## WORK TO COMPLETE
Give back the entire listing below, unaltered.

## MATERIAL FOR THIS EXERCISE
BEGIN

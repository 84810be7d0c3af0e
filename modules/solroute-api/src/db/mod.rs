pub mod models;

pub use models::credential::PgCredentialStore;
pub use models::operation::{Operation, OperationStatus, PgOperationStore};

END

## OUTPUT BELOW
repository 84810be7d0c3af0e
filename modules/solroute-api/src/db/mod.rs
pub mod models;

pub use models::credential::PgCredentialStore;
pub use models::operation::{Operation, OperationStatus, PgOperationStore};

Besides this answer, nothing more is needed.